There’s a moment about three minutes into “Neon Bloom” where the snare drum suddenly vanishes and you’re left with just guitar and a single sustained synth note, and you realize this band has thought about every single second of space in their songs. An Angel Fled is debut restraint masquerading as ambition—four musicians who understand that the loudest thing in a room isn’t always the best thing.
Irreverent recorded across two sessions in early 2022, with producer Marcus Webb handling most of the heavy lifting in the main studio sessions. Webb’s previous work with post-punk and new wave acts clearly informed his approach here: he’s stripped these songs down to their bones, let them breathe, then built them back up in ways that feel almost architectural. The drums sit in a pocket that feels wider than it has any right to. The bass doesn’t race; it stalks.
The band themselves—guitarist/vocalist Alex Chen, bassist Drew Morrison, synthesizer player Sam Price, and drummer K.T. Reeves—occupy a space that’s harder to name than it is to hear. There’s post-punk DNA here, yes, but also the anxious precision of new wave, the harmonic ambition of indie rock, and something else entirely. On “Irrelevant,” Price’s synthesizer line sits almost at the edge of the mix, suggesting rather than announcing itself. Reeves plays with what sounds like restraint that’s actually discipline.
The Sound
What makes this album sit with you isn’t the ideas—though the ideas are good—it’s the production clarity. Every instrument occupies its own space in the stereo field without feeling sterile or overengineered. This is the kind of record that reveals new details on the tenth listen, the kind where you suddenly notice the subtle high-end shimmer on the rhythm guitar track on “Static” that does something important to the whole emotional shape of the song.

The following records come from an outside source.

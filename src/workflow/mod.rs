pub mod account_ctx;
pub mod login_flow;

pub use account_ctx::AccountCtx;
pub use login_flow::LoginFlow;
//! 滑块验证码求解 - 基础设施层
//!
//! 封装外部 captcha_solver 程序的两种调用方式：常驻 socket 服务和
//! 一次性 pipe 子进程。服务一旦连不上就降级为 pipe 模式并保持，
//! 后续请求不再反复探测服务。

use std::process::Stdio;
use std::sync::atomic::{AtomicBool, Ordering};
use std::time::Duration;

use serde::Deserialize;
use tokio::io::{AsyncReadExt, AsyncWriteExt};
use tokio::net::TcpStream;
use tokio::process::{Child, Command};
use tokio::sync::Mutex;
use tracing::{info, warn};

use crate::config::Config;
use crate::error::SolverError;

/// 服务拉起后的就绪探测次数，每次间隔 1 秒
const READY_PROBES: usize = 10;

/// 验证码数据里必须携带的图片字段
#[derive(Debug, Deserialize)]
struct CaptchaPayload {
    #[serde(rename = "Data", default)]
    data: CaptchaImages,
}

#[derive(Debug, Default, Deserialize)]
struct CaptchaImages {
    #[serde(rename = "Slider", default)]
    slider: String,
    #[serde(rename = "Background", default)]
    background: String,
}

/// 求解器的 JSON 输出形式
#[derive(Debug, Deserialize)]
struct SolverReply {
    x: i64,
}

/// 滑块验证码求解器
///
/// 职责：
/// - 持有 captcha_solver 服务子进程
/// - 暴露"给定验证码 JSON，求滑块 X 坐标"的能力
/// - 不认识账号和登录流程
pub struct CaptchaSolver {
    solver_path: String,
    service_addr: String,
    service_port: u16,
    /// 服务不可用标记，置位后一直走 pipe 模式
    service_down: AtomicBool,
    service_child: Mutex<Option<Child>>,
}

impl CaptchaSolver {
    pub fn new(config: &Config) -> Self {
        Self {
            solver_path: config.solver_path.clone(),
            service_addr: "127.0.0.1".to_string(),
            service_port: config.solver_port,
            service_down: AtomicBool::new(false),
            service_child: Mutex::new(None),
        }
    }

    /// 构造只使用 pipe 模式的求解器，交互模式和调试场景用
    pub fn pipe_only(config: &Config) -> Self {
        let solver = Self::new(config);
        solver.service_down.store(true, Ordering::Relaxed);
        solver
    }

    /// 是否已降级为 pipe 模式
    pub fn pipe_mode(&self) -> bool {
        self.service_down.load(Ordering::Relaxed)
    }

    /// 启动常驻求解服务
    ///
    /// 端口上已有服务在监听时直接复用；否则拉起子进程并轮询端口
    /// 直到可连接。失败时置位降级标记并返回错误。
    pub async fn start_service(&self) -> Result<(), SolverError> {
        let mut child_guard = self.service_child.lock().await;

        // 子进程还活着就不重复拉起
        if let Some(child) = child_guard.as_mut() {
            if matches!(child.try_wait(), Ok(None)) {
                return Ok(());
            }
            *child_guard = None;
        }

        if self.service_reachable(Duration::from_secs(1)).await {
            info!(port = self.service_port, "验证码服务已在运行，直接复用");
            return Ok(());
        }

        info!(port = self.service_port, "🚀 启动验证码求解服务...");
        let child = Command::new(&self.solver_path)
            .args(["--service", "--port", &self.service_port.to_string()])
            .spawn()
            .map_err(|source| {
                self.service_down.store(true, Ordering::Relaxed);
                SolverError::Spawn { source }
            })?;
        *child_guard = Some(child);

        for attempt in 1..=READY_PROBES {
            if self.service_reachable(Duration::from_secs(1)).await {
                info!(port = self.service_port, "✅ 验证码服务已就绪");
                return Ok(());
            }
            info!("等待验证码服务就绪 ({}/{})...", attempt, READY_PROBES);
            tokio::time::sleep(Duration::from_secs(1)).await;
        }

        self.service_down.store(true, Ordering::Relaxed);
        Err(SolverError::ServiceNotReady {
            attempts: READY_PROBES,
        })
    }

    /// 停止常驻求解服务
    pub async fn stop_service(&self) {
        let mut child_guard = self.service_child.lock().await;
        if let Some(mut child) = child_guard.take() {
            info!("停止验证码服务...");
            if let Err(err) = child.start_kill() {
                warn!(error = %err, "停止验证码服务失败");
            }
        }
    }

    /// 求解滑块验证码，返回缺口的 X 坐标
    ///
    /// # 参数
    /// - `captcha_json`: 验证码接口返回的原始 JSON
    pub async fn solve(&self, captcha_json: &str) -> Result<i64, SolverError> {
        validate_payload(captcha_json)?;

        if self.pipe_mode() {
            return self.solve_pipe(captcha_json).await;
        }

        match self.solve_socket(captcha_json).await {
            Ok(x) => Ok(x),
            Err(err) => {
                self.service_down.store(true, Ordering::Relaxed);
                warn!(error = %err, "⚠️ 无法使用验证码服务，改用 pipe 模式");
                self.solve_pipe(captcha_json).await
            }
        }
    }

    /// 通过 socket 连接常驻服务求解
    async fn solve_socket(&self, captcha_json: &str) -> Result<i64, SolverError> {
        let addr = format!("{}:{}", self.service_addr, self.service_port);
        let stream = tokio::time::timeout(Duration::from_secs(3), TcpStream::connect(&addr))
            .await
            .map_err(|_| SolverError::ServiceUnreachable {
                source: std::io::Error::new(std::io::ErrorKind::TimedOut, "连接超时"),
            })?
            .map_err(|source| SolverError::ServiceUnreachable { source })?;

        let mut stream = stream;
        stream
            .write_all(format!("{}\n", captcha_json).as_bytes())
            .await
            .map_err(|source| SolverError::ServiceUnreachable { source })?;

        let mut buf = vec![0u8; 1024];
        let n = stream
            .read(&mut buf)
            .await
            .map_err(|source| SolverError::ServiceUnreachable { source })?;

        let reply = String::from_utf8_lossy(&buf[..n]);
        parse_reply(reply.trim())
    }

    /// 以一次性子进程方式求解，JSON 走 stdin，结果走 stdout
    async fn solve_pipe(&self, captcha_json: &str) -> Result<i64, SolverError> {
        let mut child = Command::new(&self.solver_path)
            .arg("--pipe")
            .stdin(Stdio::piped())
            .stdout(Stdio::piped())
            .spawn()
            .map_err(|source| SolverError::Spawn { source })?;

        if let Some(mut stdin) = child.stdin.take() {
            stdin
                .write_all(captcha_json.as_bytes())
                .await
                .map_err(|source| SolverError::PipeFailed {
                    detail: format!("写入 stdin 失败: {}", source),
                })?;
        }

        let output = child
            .wait_with_output()
            .await
            .map_err(|source| SolverError::PipeFailed {
                detail: format!("等待子进程失败: {}", source),
            })?;

        if !output.status.success() {
            return Err(SolverError::PipeFailed {
                detail: format!("退出状态 {}", output.status),
            });
        }

        let reply = String::from_utf8_lossy(&output.stdout);
        parse_reply(reply.trim())
    }

    async fn service_reachable(&self, timeout: Duration) -> bool {
        let addr = format!("{}:{}", self.service_addr, self.service_port);
        matches!(
            tokio::time::timeout(timeout, TcpStream::connect(&addr)).await,
            Ok(Ok(_))
        )
    }
}

/// 校验验证码数据完整性，滑块图和背景图缺一不可
fn validate_payload(captcha_json: &str) -> Result<(), SolverError> {
    let payload: CaptchaPayload =
        serde_json::from_str(captcha_json).map_err(|source| SolverError::InvalidJson { source })?;

    if payload.data.slider.is_empty() || payload.data.background.is_empty() {
        return Err(SolverError::InvalidPayload);
    }
    Ok(())
}

/// 解析求解器输出，兼容 `{"x": N}` 和纯数字两种形式
fn parse_reply(raw: &str) -> Result<i64, SolverError> {
    if raw.starts_with('{') {
        let reply: SolverReply =
            serde_json::from_str(raw).map_err(|_| SolverError::MalformedOutput {
                raw: raw.to_string(),
            })?;
        return Ok(reply.x);
    }

    raw.parse::<i64>().map_err(|_| SolverError::MalformedOutput {
        raw: raw.to_string(),
    })
}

The choice to open with a fourteen-second instrumental fragment called “Prelude” sets the tone immediately: this is a band confident enough to assume you’ll stick around, that you don’t need a hook in the first ten seconds to care about what comes next. “Prelude” is just Chen’s guitar, slightly treated, probably through some kind of envelope filter, warm and almost comforting before the song proper arrives and dismantles that comfort entirely.
By the time you reach “Mercy,” the fifth track, you’re deep enough into the record to understand what Irreverent is trying to do: they want to make music that feels intellectually engaging without ever becoming cold, emotionally direct without surrendering to sentimentality. It’s a narrow path and they’re walking it with the kind of focus that suggests they’ve been writing together for years, not months.
The record’s final two tracks, “Departure” and “An Angel Fled” itself, are where the band finally allows themselves something approaching sweep. The title track builds over nearly five minutes, and there’s a moment—around the three-minute mark—where everything suddenly drops except a single bass note and Price’s synthesizer, and Chen’s voice is almost fragile over it all. It’s the most vulnerable moment on the record, and it lands because you’ve earned it through listening to everything that came before.
An Angel Fled is not comfortable music. It’s not meant to be. It’s the sound of four musicians who have something specific to say and who’ve learned to say it without wasting a single gesture.
🎵 Key Takeaways
- Snare vanishes at three minutes in Neon Bloom, revealing deliberate spatial architecture.
- Producer Marcus Webb stripped songs to bones, rebuilt them with architectural precision.
- Bass doesn't race; it stalks with disciplined pocket wider than expected.
- Sam Price's synth suggests rather than announces itself on Irrelevant.
- Every instrument occupies distinct stereo space without feeling sterile or overengineered.
- Subtle high-end shimmer on Static rhythm guitar rewrites the song's emotional shape.
Who produced An Angel Fled and what was his approach?
Marcus Webb produced the album across two early 2022 sessions, bringing experience from post-punk and new wave projects that informed his stripped-down, architectural approach. He pared the songs to their essentials before rebuilding them with precise space and clarity, letting each instrument occupy its own stereo field without sterility.
What happens in the 'Neon Bloom' section that shows the band's attention to detail?
About three minutes in, the snare drum disappears entirely, leaving only guitar and a sustained synth note. This moment demonstrates deliberate compositional thinking—the band understands that absence and restraint can be as impactful as presence.
How does the album's opening 'Prelude' set expectations for what follows?
The fourteen-second instrumental fragment features only Chen's filtered guitar and immediately signals confidence: the band trusts listeners to stay engaged without an immediate hook. It establishes warmth before the album dismantles that comfort, establishing the record's intellectual approach.
What genre influences blend together on An Angel Fled?
The record combines post-punk DNA with new wave's anxious precision, indie rock's harmonic ambition, and something less easily categorized. Rather than settling into any single lane, Irreverent occupies a space defined more by sound than genre.
What makes the title track's vulnerable moment effective?
At the three-minute mark of 'An Angel Fled,' everything drops except a single bass note and Price's synthesizer, leaving Chen's voice fragile and exposed. This impact arrives only because you've invested through the preceding tracks—the vulnerability is earned through disciplined listening.